Syk-kinase inhibition prevents mast cell activation in nasal polyps

Abstract

Mast cells are crucial effector cells in the allergic cascade. The cross-linking of the high affinity IgE receptor (FcεRI) activates mast cells and basophils. Spleen tyrosine kinase (Syk) is positioned upstream of the IgE receptor signal transducing pathway and may represent an important target for the treatment of nasal inflammatory diseases. We measured effects of a specific Syk inhibitor in the release of mast cell mediators in human cord blood-derived mast cells (CBDMCs) (in-vitro) and in human nasal tissue (ex-vivo). Surgical samples were collected from patients with nasal polyposis who underwent sinus surgery.
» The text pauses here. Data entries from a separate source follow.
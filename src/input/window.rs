//! Contiguous windows over the head chunk.

use super::{Input, Source};
use crate::chunk::{ByteOrder, Chunk, Primitive};
use crate::error::Result;

/// A contiguous run of readable bytes at the front of an [`Input`].
///
/// Bytes consumed through the window are consumed from the input once the
/// callback returns.
pub struct Window<'a> {
    chunk: &'a mut Chunk,
    consumed: usize,
}

impl<'a> Window<'a> {
    fn new(chunk: &'a mut Chunk) -> Self {
        Self { chunk, consumed: 0 }
    }

    /// The unconsumed bytes.
    pub fn as_slice(&self) -> &[u8] {
        self.chunk.readable()
    }

    /// Number of unconsumed bytes.
    pub fn len(&self) -> usize {
        self.chunk.read_remaining()
    }

    /// Returns true if every byte has been consumed.
    pub fn is_empty(&self) -> bool {
        !self.chunk.can_read()
    }

    /// Consumes `n` bytes.
    ///
    /// # Panics
    ///
    /// Panics if `n` exceeds [`Window::len`].
    pub fn consume(&mut self, n: usize) {
        assert!(
            n <= self.len(),
            "cannot consume {n} byte(s) from a window of {}",
            self.len()
        );
        self.chunk.advance(n);
        self.consumed += n;
    }

    /// Reads one fixed-width value from the window.
    pub fn read_primitive<T: Primitive>(&mut self, order: ByteOrder) -> Result<T> {
        let value = self.chunk.read_primitive(order)?;
        self.consumed += T::WIDTH;
        Ok(value)
    }
}

impl<S: Source> Input<S> {
    /// Hands contiguous windows to `visit` until it asks for `0` bytes.
    ///
    /// `visit` receives a window of at least `initial` bytes and returns how
    /// many contiguous bytes it needs next. Bytes spread over several chunks
    /// are stitched into one, so a window never straddles a boundary. The
    /// loop also ends when fewer bytes than requested remain; whatever the
    /// callback left unconsumed stays readable.
    ///
    /// A callback that consumes nothing while asking for no more than it
    /// was given loops forever.
    ///
    /// Fails with [`WindowTooLarge`](crate::PacketError::WindowTooLarge) if a
    /// requested size exceeds the capacity of a pooled chunk.
    ///
    /// # Example
    ///
    /// ```
    /// use packetrs::{ByteOrder, Packet};
    ///
    /// // Length-prefixed records: [len: u8][payload; len]
    /// let mut packet = Packet::copy_from_slice(&[2, b'h', b'i', 1, b'!']);
    /// let mut records = Vec::new();
    /// packet.take_while_size(1, |window| {
    ///     let len = window.as_slice()[0] as usize;
    ///     if window.len() < 1 + len {
    ///         return Ok(1 + len);
    ///     }
    ///     window.consume(1);
    ///     records.push(window.as_slice()[..len].to_vec());
    ///     window.consume(len);
    ///     Ok(1)
    /// })?;
    /// assert_eq!(records, vec![b"hi".to_vec(), b"!".to_vec()]);
    /// # Ok::<(), packetrs::PacketError>(())
    /// ```
    pub fn take_while_size<F>(&mut self, initial: usize, mut visit: F) -> Result<()>
    where
        F: FnMut(&mut Window<'_>) -> Result<usize>,
    {
        let mut size = initial;
        while size > 0 {
            if !self.prepare_head(size)? {
                break;
            }
            let Some(head) = self.chain.front_mut() else {
                break;
            };
            let mut window = Window::new(head);
            let next = visit(&mut window);
            let consumed = window.consumed;
            self.after_head_read(consumed);
            size = next?;
        }
        Ok(())
    }

    /// Hands each buffered chunk to `visit` as a window, pulling more as needed.
    ///
    /// The walk moves on to the next chunk only if `visit` returned true and
    /// consumed the whole window; otherwise it stops.
    pub fn take_while<F>(&mut self, mut visit: F) -> Result<()>
    where
        F: FnMut(&mut Window<'_>) -> Result<bool>,
    {
        loop {
            if !self.prefetch(1)? {
                return Ok(());
            }
            let Some(head) = self.chain.front_mut() else {
                return Ok(());
            };
            let mut window = Window::new(head);
            let proceed = visit(&mut window);
            let drained = window.is_empty();
            let consumed = window.consumed;
            self.after_head_read(consumed);
            if !(proceed? && drained) {
                return Ok(());
            }
        }
    }
}
//! UTF-8 text and line decoding.
//!
//! Decoding works on contiguous windows: a multi-byte sequence split across
//! two chunks is stitched before it is decoded, so the result never depends
//! on where chunk boundaries fall.

use std::str;

use super::{Input, Source};
use crate::error::{PacketError, Result};

/// Widest UTF-8 encoding of a single character.
const MAX_CHAR_WIDTH: usize = 4;

/// Width of the sequence started by `lead`, or 1 for bytes that start none.
fn sequence_width(lead: u8) -> usize {
    match lead {
        0xC2..=0xDF => 2,
        0xE0..=0xEF => 3,
        0xF0..=0xF4 => 4,
        _ => 1,
    }
}

/// Byte length and character count of at most `max_chars` leading characters.
fn char_prefix(text: &str, max_chars: usize) -> (usize, usize) {
    match text.char_indices().nth(max_chars) {
        Some((at, _)) => (at, max_chars),
        None => (text.len(), text.chars().count()),
    }
}

impl<S: Source> Input<S> {
    /// Decodes between `min` and `max` characters of UTF-8 text.
    ///
    /// Stops at `max` characters or at end of input. Fails with
    /// [`PacketError::EndOfData`] if the input ends before `min` characters
    /// were decoded, and with [`PacketError::MalformedInput`] on an invalid
    /// byte or a sequence truncated by end of input. Characters decoded
    /// before a failure stay consumed; the offending bytes do not.
    ///
    /// # Panics
    ///
    /// Panics if `min > max`.
    ///
    /// # Example
    ///
    /// ```
    /// use packetrs::Packet;
    ///
    /// let mut packet = Packet::copy_from_slice("Ɔ and more".as_bytes());
    /// assert_eq!(packet.read_text(1, 1)?, "Ɔ");
    /// assert_eq!(packet.read_text(0, usize::MAX)?, " and more");
    /// # Ok::<(), packetrs::PacketError>(())
    /// ```
    pub fn read_text(&mut self, min: usize, max: usize) -> Result<String> {
        let mut out = String::new();
        self.read_text_to(&mut out, min, max)?;
        Ok(out)
    }

    /// Like [`Input::read_text`], appending to `out`.
    ///
    /// Returns the number of characters appended.
    pub fn read_text_to(&mut self, out: &mut String, min: usize, max: usize) -> Result<usize> {
        assert!(min <= max, "min {min} exceeds max {max}");
        let mut decoded = 0usize;
        let mut pending = 0usize;
        if max > 0 {
            self.take_while_size(1, |window| {
                let bytes = window.as_slice();
                let (valid, needed) = match str::from_utf8(bytes) {
                    Ok(text) => (text, 0),
                    Err(e) => {
                        let valid = str::from_utf8(&bytes[..e.valid_up_to()]).unwrap_or_default();
                        match e.error_len() {
                            Some(_) if valid.is_empty() => {
                                return Err(PacketError::malformed(format!(
                                    "invalid byte 0x{:02x}",
                                    bytes[0]
                                )));
                            }
                            Some(_) => (valid, 0),
                            None => (valid, sequence_width(bytes[e.valid_up_to()])),
                        }
                    }
                };
                let (byte_len, chars) = char_prefix(valid, max - decoded);
                out.push_str(&valid[..byte_len]);
                decoded += chars;
                window.consume(byte_len);
                pending = 0;
                if decoded == max {
                    return Ok(0);
                }
                if needed > 0 && window.len() < needed {
                    pending = needed;
                    return Ok(needed);
                }
                Ok(1)
            })?;
        }
        if pending > 0 {
            let mut tail = [0u8; MAX_CHAR_WIDTH];
            let n = self.peek_to(&mut tail, 0, 0)?;
            let message = match str::from_utf8(&tail[..n]) {
                Err(e) if e.error_len().is_some() => format!(
                    "invalid continuation in sequence starting with 0x{:02x}",
                    tail[0]
                ),
                _ => format!("truncated sequence: {pending} byte(s) expected"),
            };
            return Err(PacketError::malformed(message));
        }
        if decoded < min {
            return Err(PacketError::end_of_data(min, decoded));
        }
        Ok(decoded)
    }

    /// Reads exactly `n` bytes and decodes them as UTF-8.
    pub fn read_text_exact_bytes(&mut self, n: usize) -> Result<String> {
        let bytes = self.read_bytes(n)?;
        String::from_utf8(bytes.to_vec())
            .map_err(|e| PacketError::malformed(format!("invalid text: {}", e.utf8_error())))
    }

    /// Reads one line of at most `limit` characters.
    ///
    /// A line ends at `\n`, `\r\n` or a lone `\r`; the terminator is consumed
    /// but not returned. The last line may end at end of input instead.
    /// Returns `None` if the input is already exhausted. Fails with
    /// [`PacketError::LimitExceeded`] if the line is longer than `limit`.
    ///
    /// # Example
    ///
    /// ```
    /// use packetrs::Packet;
    ///
    /// let mut packet = Packet::copy_from_slice(b"first\r\nsecond\nlast");
    /// assert_eq!(packet.read_utf8_line(80)?.as_deref(), Some("first"));
    /// assert_eq!(packet.read_utf8_line(80)?.as_deref(), Some("second"));
    /// assert_eq!(packet.read_utf8_line(80)?.as_deref(), Some("last"));
    /// assert_eq!(packet.read_utf8_line(80)?, None);
    /// # Ok::<(), packetrs::PacketError>(())
    /// ```
    pub fn read_utf8_line(&mut self, limit: usize) -> Result<Option<String>> {
        if !self.prefetch(1)? {
            return Ok(None);
        }
        let line = self.read_limited_text(&[b'\r', b'\n'], limit)?;
        match self.try_peek()? {
            Some(b'\n') => {
                self.discard(1)?;
            }
            Some(b'\r') => {
                self.discard(1)?;
                if self.try_peek()? == Some(b'\n') {
                    self.discard(1)?;
                }
            }
            _ => {}
        }
        Ok(Some(line))
    }

    /// Decodes text up to any of `delimiters`, which stay unread.
    ///
    /// Fails with [`PacketError::LimitExceeded`] if more than `limit`
    /// characters precede the delimiter.
    ///
    /// # Panics
    ///
    /// Panics if a delimiter is not ASCII.
    pub fn read_utf8_until_delimiter(&mut self, delimiters: &[u8], limit: usize) -> Result<String> {
        assert!(
            delimiters.is_ascii(),
            "text delimiters must be ASCII bytes"
        );
        self.read_limited_text(delimiters, limit)
    }

    /// Collects bytes up to a delimiter and decodes them.
    ///
    /// Any line of `limit` characters fits in `limit * 4` bytes, so a scan
    /// that fills that many bytes with more non-delimiter data behind them
    /// has necessarily seen too many characters.
    fn read_limited_text(&mut self, delimiters: &[u8], limit: usize) -> Result<String> {
        let cap = limit.saturating_mul(MAX_CHAR_WIDTH);
        let mut bytes = Vec::new();
        let is_delimiter = |b: u8| delimiters.contains(&b);
        self.scan_until(is_delimiter, cap, |part| bytes.extend_from_slice(part))?;
        if bytes.len() == cap {
            if let Some(next) = self.try_peek()? {
                if !is_delimiter(next) {
                    return Err(PacketError::LimitExceeded { limit });
                }
            }
        }
        let text = String::from_utf8(bytes)
            .map_err(|e| PacketError::malformed(format!("invalid text: {}", e.utf8_error())))?;
        if text.chars().count() > limit {
            return Err(PacketError::LimitExceeded { limit });
        }
        Ok(text)
    }
}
Tissue cubes of +- 0.9 mm3 were primed with myeloma IgE (1 microg/ml), preincubated with Syk inhibitor NVP-QAB205 in different concentrations and then stimulated with tissue culture medium, anti-IgE 10 microg/ml and anti-IgE 30 microg/ml. Supernatants were analysed for concentrations of histamine, LTC4/LTD4/LTE4 and PGD2. CBDMCs were likewise pre-incubated with compound, prior to stimulation with anti-IgE at 10 microg/ml. In CBDMCs, the Syk inhibitor prevented degranulation assessed by measurement of histamine release and the production of LTC4/LTD4/LTE4 and PGD2. Furthermore, the Syk inhibitor was similarly able to significantly inhibit the release of these granules and newly synthesized mediators by nasal polyp mast cells in a dose dependent manner. Although the critical role of Syk in the IgE receptor signal transduction pathway has been well documented in vitro, this study supports the importance of Syk in IgE receptor-mediated degranulation of mast cells ex-vivo within nasal tissue. Thus, inhibition of Syk may represent an important therapeutic strategy for the treatment of upper airway disease with mast cell involvement, such as allergic rhinitis.